Schloss Esterházy (Esterházy-kastély) is a palace in Eisenstadt, Austria, the capital of the Burgenland state. It was constructed in the late 13th century, and came under ownership of the Hungarian Esterházy family in 1622. Under Paul I, 1st Prince Esterházy of Galántha the estate was converted into a baroque castle which remained the principal residence and center of administration of the family for over 300 years. The famous composer Joseph Haydn worked here for most of his life.

== History ==
The architectural history of the building involves a transition from an actual medieval castle, built for defense, to a palace meant for comfort and ostentatious display. The moats were removed in the early 19th century, and the architectural style was modified at various points to fit the taste of the times.

=== Early period ===
1364: The palace comes into the possession of the powerful Kanizsai family and consequently experiences a substantial development.

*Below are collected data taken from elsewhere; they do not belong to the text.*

//! cosim-bridge entry point: CLI wiring, configuration loading and the demo run.

use std::process;

use cosim_bridge::cli::{parse_args, print_usage};
use cosim_bridge::config::CosimConfig;
use cosim_bridge::fmi::native::NativeProvider;
use cosim_bridge::host::demo::{DemoBuilding, run};
use cosim_bridge::io::export::export_csv;
use cosim_bridge::stepper::CoSimulationContext;

fn main() {
    env_logger::Builder::from_env(env_logger::Env::default().default_filter_or("info")).init();

    let opts = match parse_args() {
        Ok(opts) => opts,
        Err(e) => {
            eprintln!("error: {e}");
            print_usage();
            process::exit(2);
        }
    };
    if opts.help {
        print_usage();
        return;
    }

    let config = match opts.config.as_deref() {
        Some(path) => match CosimConfig::from_toml_file(path) {
            Ok(cfg) => cfg,
            Err(e) => {
                log::error!("{e}");
                process::exit(1);
            }
        },
        None => CosimConfig::default(),
    };

    let mut building = DemoBuilding::from_config(&config);
    let mut ctx = match CoSimulationContext::new(config, Box::new(NativeProvider)) {
        Ok(ctx) => ctx,
        Err(e) => {
            log::error!("{e}");
            process::exit(1);
        }
    };

    let summary = match run(&mut building, &mut ctx) {
        Ok(summary) => summary,
        Err(e) => {
            log::error!("simulation terminated: {e}");
            process::exit(1);
        }
    };
    log::info!(
        "simulated {} steps ({} coupled); final zone temperature {:.2} C, run-period mean {:.2} C",
        summary.steps,
        summary.coupled_ticks,
        summary.final_zone_c,
        summary.mean_run_zone_c
    );

    if let Some(path) = opts.telemetry_out.as_deref() {
        if !ctx.config().interface.trace_exchanges {
            log::warn!("interface.trace_exchanges is off; the telemetry file only has a header");
        }
        if let Err(e) = export_csv(ctx.records(), path) {
            log::error!("cannot write telemetry to \"{}\": {e}", path.display());
            process::exit(1);
        }
        log::info!("telemetry written to {}", path.display());
    }
}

1371: King Louis acquires and develops the castle into a "medieval city castle" included in the northwest perimeter of the city of Kismarton.

1622: Ownership falls under the possession of the Esterházy family.

=== Baroque building phase (1663–1672) ===
After the death of Count Ladislaus Esterházy in the battle of Vezekény in 1652, his younger brother Paul inherited the palace. The additions he made took nearly ten years to complete, and gave it the facade we see today. The rich stucco decoration was made by the Italian master Andrea Bertinalli.

=== 18th century changes ===
There were few changes made during the high and late baroque periods. In the 18th century, the interior design and staircases were about all that changed. Most areas were equipped with furnaces and stucco ceilings. The only large construction work in the palace was the renewal of the two main staircases, which are presently the same.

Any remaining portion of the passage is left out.